§ Problem
In the entries below, how many lines include "reason"? Reply with the number and nothing more.

§ Exercise material
★ ★ ★ ★ ★ ★ ★

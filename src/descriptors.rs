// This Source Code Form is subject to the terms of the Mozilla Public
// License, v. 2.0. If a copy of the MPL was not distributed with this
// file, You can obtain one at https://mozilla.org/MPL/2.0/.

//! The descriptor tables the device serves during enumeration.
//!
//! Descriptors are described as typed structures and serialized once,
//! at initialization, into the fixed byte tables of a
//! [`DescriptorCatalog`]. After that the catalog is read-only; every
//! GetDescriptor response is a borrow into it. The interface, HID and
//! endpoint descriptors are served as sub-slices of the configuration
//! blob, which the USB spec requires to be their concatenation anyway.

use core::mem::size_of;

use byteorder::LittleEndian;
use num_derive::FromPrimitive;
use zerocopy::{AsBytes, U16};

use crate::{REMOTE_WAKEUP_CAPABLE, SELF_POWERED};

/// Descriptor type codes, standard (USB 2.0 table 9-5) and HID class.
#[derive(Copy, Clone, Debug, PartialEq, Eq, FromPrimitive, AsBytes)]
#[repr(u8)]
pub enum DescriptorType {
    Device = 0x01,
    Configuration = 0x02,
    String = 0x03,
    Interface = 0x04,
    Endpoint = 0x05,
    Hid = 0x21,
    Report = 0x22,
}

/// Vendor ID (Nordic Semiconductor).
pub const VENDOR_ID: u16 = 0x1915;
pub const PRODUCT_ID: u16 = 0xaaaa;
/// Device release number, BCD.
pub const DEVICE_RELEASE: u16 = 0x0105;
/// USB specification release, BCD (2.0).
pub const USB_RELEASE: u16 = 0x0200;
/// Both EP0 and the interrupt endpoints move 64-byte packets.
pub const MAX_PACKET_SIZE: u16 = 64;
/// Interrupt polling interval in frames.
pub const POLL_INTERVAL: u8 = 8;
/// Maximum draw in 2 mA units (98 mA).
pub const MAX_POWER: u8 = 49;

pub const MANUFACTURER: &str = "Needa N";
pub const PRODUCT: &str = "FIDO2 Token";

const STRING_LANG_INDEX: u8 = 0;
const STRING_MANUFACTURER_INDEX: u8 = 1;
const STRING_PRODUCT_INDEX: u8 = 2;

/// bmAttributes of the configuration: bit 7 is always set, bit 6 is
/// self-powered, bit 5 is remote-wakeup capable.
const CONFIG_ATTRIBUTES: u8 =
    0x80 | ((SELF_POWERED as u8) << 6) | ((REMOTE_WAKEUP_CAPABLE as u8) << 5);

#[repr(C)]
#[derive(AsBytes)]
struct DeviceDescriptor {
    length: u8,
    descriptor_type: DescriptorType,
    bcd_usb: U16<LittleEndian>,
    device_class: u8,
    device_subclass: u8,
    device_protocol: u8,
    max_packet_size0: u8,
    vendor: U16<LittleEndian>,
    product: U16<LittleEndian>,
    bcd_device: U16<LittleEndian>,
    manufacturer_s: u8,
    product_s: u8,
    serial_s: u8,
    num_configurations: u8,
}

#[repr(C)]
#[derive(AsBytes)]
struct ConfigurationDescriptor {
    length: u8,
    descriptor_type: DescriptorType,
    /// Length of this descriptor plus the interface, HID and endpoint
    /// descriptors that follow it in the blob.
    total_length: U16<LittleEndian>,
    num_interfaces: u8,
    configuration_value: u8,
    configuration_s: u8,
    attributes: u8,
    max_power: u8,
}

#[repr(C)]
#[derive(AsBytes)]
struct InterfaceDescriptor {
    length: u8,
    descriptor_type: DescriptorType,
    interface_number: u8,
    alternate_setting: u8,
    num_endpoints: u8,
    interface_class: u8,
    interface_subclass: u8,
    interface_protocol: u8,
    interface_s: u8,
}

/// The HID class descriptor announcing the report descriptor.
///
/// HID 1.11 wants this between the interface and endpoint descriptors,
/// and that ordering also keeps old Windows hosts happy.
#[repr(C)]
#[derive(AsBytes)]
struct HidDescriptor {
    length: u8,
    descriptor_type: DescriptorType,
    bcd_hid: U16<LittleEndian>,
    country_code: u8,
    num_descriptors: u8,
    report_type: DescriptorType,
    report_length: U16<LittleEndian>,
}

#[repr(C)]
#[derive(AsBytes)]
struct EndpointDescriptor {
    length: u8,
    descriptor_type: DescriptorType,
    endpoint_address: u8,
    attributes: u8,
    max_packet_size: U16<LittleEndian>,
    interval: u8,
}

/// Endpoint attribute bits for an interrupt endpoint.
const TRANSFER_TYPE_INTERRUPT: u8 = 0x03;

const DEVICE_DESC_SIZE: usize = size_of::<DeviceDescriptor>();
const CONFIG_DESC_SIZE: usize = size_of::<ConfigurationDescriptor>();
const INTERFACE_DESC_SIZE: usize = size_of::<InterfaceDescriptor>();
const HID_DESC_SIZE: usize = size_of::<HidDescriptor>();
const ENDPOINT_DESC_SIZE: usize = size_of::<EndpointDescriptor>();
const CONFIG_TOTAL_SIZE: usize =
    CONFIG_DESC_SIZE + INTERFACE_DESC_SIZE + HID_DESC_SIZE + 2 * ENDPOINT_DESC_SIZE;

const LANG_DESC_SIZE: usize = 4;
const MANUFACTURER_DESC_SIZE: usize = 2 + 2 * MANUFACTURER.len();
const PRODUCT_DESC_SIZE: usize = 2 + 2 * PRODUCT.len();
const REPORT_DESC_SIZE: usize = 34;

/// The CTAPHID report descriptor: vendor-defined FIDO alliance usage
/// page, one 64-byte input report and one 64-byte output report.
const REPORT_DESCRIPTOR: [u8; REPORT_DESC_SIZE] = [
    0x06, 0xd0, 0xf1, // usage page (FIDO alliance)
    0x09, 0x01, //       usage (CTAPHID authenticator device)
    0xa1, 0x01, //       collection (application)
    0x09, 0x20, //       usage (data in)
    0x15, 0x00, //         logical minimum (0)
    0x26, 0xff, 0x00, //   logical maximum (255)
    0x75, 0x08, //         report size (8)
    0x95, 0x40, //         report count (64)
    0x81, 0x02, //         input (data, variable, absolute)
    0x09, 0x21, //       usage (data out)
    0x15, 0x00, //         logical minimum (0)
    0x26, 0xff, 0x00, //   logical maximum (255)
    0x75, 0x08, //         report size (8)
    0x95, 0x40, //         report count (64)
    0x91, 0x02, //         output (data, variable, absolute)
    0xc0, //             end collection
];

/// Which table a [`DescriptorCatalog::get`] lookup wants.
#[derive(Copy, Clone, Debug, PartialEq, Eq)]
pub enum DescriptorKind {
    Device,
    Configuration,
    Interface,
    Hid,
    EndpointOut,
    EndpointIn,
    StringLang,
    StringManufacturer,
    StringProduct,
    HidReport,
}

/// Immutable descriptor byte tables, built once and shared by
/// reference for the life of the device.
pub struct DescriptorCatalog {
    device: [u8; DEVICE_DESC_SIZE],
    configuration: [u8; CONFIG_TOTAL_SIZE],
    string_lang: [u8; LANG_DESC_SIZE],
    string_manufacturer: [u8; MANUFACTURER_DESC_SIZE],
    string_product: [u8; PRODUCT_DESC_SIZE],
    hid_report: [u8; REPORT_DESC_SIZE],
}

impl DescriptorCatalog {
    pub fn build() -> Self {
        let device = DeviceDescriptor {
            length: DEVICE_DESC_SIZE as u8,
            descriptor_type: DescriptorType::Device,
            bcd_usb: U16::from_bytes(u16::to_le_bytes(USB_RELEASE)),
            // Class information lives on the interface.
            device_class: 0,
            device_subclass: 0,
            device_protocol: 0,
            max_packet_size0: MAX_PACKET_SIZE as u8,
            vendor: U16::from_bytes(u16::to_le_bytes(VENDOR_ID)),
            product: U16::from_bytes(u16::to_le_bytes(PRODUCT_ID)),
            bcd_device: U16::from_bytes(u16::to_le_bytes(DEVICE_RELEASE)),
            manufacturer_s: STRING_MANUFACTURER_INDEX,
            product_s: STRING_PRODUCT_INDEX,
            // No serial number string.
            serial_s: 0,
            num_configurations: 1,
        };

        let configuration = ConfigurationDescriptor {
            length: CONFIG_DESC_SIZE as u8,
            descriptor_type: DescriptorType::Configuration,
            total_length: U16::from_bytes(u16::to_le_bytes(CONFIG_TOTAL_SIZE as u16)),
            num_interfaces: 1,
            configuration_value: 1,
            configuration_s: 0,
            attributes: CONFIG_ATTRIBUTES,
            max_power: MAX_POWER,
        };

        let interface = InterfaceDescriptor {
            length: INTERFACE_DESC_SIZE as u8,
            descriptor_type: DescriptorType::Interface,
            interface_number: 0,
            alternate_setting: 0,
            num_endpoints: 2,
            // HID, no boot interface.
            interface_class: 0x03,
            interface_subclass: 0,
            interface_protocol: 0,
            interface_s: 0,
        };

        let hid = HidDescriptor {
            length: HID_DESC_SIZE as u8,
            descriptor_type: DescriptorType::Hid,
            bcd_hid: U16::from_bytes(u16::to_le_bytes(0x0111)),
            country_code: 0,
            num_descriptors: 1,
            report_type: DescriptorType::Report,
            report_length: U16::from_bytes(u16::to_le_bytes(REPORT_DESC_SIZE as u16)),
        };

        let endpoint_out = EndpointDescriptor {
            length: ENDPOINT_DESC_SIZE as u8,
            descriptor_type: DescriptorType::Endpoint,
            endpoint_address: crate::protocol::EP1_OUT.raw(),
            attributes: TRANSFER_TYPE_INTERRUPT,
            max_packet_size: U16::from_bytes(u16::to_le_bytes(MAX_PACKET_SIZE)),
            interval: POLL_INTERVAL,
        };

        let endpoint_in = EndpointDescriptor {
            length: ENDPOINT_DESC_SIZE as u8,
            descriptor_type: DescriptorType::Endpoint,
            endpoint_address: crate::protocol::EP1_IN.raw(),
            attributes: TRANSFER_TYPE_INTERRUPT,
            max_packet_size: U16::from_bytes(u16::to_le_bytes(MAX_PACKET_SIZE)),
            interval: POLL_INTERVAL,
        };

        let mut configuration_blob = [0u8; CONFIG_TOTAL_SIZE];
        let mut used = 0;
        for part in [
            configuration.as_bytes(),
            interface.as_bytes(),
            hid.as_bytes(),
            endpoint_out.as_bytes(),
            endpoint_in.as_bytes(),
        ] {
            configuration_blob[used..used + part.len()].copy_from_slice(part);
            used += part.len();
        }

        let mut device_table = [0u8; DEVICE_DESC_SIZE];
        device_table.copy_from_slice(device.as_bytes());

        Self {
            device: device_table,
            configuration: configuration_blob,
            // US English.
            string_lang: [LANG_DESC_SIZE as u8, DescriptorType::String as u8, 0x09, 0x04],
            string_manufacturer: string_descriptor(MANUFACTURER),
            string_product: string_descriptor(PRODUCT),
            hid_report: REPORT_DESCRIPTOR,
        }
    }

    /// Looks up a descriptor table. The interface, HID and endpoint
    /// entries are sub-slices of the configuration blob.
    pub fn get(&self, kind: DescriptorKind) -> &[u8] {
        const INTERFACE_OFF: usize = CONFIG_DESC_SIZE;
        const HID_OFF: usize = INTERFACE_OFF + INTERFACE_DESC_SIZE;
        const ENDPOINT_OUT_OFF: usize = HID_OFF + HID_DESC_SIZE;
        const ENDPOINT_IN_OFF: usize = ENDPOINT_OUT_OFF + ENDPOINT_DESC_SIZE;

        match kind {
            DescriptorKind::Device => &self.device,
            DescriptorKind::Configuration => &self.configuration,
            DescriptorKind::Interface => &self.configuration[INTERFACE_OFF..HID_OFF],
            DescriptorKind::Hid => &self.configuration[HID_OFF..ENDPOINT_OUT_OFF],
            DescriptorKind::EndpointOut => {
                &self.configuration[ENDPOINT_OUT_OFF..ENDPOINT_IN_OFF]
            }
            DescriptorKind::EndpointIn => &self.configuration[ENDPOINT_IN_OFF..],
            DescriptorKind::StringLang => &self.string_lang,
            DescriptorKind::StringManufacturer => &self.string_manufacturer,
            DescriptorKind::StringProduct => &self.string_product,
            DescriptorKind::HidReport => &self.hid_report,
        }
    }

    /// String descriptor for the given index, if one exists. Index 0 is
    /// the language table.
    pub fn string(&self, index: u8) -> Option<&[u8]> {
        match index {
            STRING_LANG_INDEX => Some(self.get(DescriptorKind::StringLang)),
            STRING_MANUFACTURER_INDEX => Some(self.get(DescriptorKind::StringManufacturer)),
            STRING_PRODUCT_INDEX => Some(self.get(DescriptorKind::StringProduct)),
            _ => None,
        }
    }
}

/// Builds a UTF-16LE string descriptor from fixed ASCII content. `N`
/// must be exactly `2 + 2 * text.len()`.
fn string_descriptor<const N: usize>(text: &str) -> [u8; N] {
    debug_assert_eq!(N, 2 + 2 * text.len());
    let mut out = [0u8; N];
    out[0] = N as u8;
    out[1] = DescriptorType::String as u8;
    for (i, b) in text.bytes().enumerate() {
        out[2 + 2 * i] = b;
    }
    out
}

★ ★ ★ ★ ★ ★ ★

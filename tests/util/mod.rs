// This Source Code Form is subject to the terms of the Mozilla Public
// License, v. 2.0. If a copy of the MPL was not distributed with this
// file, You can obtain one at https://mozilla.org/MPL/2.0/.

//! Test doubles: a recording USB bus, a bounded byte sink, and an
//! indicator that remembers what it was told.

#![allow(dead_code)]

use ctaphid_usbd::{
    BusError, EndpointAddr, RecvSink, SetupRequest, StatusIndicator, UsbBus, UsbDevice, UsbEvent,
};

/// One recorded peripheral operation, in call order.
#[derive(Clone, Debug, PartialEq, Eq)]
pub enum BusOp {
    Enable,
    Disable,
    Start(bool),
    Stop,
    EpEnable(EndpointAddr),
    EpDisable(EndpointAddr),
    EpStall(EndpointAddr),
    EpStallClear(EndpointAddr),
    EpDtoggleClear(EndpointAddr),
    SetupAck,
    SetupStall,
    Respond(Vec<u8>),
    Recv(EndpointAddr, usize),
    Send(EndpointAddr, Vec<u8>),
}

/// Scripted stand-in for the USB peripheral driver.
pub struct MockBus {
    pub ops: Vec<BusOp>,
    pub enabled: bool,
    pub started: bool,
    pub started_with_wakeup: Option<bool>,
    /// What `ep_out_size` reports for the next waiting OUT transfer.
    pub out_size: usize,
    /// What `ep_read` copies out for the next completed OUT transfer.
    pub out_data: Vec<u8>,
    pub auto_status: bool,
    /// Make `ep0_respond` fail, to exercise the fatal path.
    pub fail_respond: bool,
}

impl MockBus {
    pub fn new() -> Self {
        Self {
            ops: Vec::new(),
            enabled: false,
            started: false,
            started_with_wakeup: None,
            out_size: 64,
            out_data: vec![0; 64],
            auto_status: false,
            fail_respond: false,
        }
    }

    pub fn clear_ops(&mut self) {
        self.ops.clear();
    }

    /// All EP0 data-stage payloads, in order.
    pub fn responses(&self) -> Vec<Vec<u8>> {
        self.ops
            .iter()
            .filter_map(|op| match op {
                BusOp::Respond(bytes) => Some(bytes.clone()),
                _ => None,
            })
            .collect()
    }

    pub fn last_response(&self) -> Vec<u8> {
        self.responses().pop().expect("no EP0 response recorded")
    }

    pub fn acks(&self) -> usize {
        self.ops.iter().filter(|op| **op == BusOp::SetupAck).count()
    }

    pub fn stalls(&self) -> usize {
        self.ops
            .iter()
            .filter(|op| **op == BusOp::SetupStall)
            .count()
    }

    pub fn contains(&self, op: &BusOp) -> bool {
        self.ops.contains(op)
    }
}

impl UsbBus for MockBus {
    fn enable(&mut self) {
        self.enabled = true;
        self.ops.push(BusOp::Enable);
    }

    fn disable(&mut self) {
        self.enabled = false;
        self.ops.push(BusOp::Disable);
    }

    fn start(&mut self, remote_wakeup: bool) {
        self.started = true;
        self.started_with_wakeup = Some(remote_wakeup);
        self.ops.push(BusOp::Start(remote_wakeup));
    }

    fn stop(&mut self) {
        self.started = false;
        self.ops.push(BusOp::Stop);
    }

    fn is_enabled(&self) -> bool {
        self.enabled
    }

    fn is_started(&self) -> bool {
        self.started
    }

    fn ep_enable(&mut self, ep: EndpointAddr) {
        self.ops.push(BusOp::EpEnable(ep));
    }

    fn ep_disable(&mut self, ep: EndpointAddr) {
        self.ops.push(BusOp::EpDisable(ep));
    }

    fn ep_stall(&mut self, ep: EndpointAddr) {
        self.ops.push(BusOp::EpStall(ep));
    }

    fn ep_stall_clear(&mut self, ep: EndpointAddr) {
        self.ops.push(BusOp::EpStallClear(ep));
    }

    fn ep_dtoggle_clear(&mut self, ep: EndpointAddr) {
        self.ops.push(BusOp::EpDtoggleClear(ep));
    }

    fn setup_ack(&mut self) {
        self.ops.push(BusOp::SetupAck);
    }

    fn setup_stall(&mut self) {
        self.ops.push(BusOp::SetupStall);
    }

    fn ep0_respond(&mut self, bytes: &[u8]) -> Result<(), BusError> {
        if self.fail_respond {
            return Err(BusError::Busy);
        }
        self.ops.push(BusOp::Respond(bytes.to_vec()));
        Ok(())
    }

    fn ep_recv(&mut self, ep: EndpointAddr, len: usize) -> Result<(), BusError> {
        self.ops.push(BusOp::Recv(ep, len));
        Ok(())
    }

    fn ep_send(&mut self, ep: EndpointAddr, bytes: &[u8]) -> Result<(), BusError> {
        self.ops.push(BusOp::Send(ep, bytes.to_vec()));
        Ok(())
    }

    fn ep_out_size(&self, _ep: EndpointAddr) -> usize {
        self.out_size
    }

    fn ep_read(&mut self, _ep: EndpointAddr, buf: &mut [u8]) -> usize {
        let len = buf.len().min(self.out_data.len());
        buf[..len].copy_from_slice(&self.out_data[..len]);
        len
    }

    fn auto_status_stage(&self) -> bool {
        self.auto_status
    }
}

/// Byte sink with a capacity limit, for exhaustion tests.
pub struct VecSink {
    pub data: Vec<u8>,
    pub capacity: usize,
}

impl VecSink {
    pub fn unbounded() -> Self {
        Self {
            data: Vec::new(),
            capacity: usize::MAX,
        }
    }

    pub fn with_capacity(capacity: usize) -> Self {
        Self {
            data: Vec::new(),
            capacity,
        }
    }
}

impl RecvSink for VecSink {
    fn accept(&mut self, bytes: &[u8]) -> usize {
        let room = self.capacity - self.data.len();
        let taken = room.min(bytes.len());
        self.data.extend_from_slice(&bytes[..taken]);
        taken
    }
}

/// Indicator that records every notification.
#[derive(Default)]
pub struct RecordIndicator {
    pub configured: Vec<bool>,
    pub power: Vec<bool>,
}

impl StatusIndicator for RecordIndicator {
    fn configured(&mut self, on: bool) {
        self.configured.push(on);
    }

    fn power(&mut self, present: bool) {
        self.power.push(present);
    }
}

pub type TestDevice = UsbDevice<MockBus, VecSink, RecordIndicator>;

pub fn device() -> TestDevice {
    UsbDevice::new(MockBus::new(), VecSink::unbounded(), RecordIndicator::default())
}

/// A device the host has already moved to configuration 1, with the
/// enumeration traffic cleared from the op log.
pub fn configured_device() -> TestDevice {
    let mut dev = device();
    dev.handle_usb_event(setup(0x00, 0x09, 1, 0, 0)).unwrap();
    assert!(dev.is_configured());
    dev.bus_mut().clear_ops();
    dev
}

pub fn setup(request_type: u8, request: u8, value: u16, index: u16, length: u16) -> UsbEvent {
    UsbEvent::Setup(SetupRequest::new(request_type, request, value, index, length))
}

★ ★ ★ ★ ★ ★ ★

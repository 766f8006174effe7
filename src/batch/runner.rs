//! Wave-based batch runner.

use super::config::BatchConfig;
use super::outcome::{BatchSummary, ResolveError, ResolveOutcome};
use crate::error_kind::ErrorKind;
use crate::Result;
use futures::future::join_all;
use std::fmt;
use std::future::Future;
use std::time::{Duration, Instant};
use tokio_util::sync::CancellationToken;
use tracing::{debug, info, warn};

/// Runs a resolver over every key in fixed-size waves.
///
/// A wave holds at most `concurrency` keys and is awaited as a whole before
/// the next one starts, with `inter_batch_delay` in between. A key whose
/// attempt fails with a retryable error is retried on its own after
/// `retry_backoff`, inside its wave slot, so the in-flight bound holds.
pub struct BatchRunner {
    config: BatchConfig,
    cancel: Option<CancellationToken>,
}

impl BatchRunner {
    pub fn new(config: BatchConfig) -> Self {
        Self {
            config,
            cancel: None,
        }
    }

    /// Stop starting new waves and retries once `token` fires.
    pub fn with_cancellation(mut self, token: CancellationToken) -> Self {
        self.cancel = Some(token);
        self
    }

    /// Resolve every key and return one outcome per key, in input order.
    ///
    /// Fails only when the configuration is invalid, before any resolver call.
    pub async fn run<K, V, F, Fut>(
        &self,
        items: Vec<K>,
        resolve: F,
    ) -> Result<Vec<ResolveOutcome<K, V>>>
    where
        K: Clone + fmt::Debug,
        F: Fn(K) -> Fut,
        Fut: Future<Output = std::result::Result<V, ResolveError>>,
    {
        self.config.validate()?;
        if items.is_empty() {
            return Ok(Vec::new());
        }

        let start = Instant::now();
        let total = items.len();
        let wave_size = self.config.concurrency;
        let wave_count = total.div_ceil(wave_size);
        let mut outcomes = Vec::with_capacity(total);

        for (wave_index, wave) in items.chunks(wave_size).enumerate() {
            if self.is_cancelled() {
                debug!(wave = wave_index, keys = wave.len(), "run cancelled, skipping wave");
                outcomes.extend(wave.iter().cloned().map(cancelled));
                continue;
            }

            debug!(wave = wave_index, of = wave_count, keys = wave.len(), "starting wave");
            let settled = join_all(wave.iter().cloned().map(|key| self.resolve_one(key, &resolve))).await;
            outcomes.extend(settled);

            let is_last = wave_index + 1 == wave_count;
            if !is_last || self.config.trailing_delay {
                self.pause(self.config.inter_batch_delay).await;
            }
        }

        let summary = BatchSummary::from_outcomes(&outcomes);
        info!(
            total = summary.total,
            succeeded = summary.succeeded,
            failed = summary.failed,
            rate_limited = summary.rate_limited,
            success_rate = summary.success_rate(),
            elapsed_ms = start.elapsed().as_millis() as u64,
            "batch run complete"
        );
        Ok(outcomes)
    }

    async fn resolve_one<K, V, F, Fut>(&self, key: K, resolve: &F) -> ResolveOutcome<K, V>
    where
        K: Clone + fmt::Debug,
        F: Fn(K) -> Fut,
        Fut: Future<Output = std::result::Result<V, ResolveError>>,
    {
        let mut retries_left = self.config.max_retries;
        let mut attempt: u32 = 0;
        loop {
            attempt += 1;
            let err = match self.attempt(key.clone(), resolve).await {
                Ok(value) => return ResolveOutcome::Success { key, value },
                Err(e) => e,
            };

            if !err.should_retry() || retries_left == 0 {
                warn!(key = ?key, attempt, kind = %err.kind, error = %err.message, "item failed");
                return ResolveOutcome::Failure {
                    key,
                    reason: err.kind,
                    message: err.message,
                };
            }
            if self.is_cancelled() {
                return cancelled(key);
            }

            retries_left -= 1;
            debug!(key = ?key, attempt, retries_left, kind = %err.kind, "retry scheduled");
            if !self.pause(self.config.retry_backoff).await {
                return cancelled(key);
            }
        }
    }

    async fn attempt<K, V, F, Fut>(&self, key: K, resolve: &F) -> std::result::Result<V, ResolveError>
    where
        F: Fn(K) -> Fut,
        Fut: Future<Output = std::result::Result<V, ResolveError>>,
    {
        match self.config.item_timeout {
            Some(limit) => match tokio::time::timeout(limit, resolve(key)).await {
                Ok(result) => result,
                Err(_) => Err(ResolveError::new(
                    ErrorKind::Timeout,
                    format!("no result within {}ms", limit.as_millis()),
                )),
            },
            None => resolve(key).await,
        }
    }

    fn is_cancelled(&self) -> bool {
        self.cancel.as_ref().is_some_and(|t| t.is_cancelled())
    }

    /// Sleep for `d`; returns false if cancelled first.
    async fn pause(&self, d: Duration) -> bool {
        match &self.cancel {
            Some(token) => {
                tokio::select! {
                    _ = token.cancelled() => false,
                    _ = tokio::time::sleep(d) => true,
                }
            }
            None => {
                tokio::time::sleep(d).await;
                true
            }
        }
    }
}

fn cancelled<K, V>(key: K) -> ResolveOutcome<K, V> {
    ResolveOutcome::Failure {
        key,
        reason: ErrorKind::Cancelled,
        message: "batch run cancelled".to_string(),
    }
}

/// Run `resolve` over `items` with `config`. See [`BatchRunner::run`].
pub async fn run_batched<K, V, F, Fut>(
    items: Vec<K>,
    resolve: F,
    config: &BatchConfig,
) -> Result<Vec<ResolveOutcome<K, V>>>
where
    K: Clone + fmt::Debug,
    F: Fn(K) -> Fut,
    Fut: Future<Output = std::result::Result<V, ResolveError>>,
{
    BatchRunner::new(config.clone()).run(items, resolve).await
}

★ ★ ★ ★ ★ ★ ★

§ Result of the task
2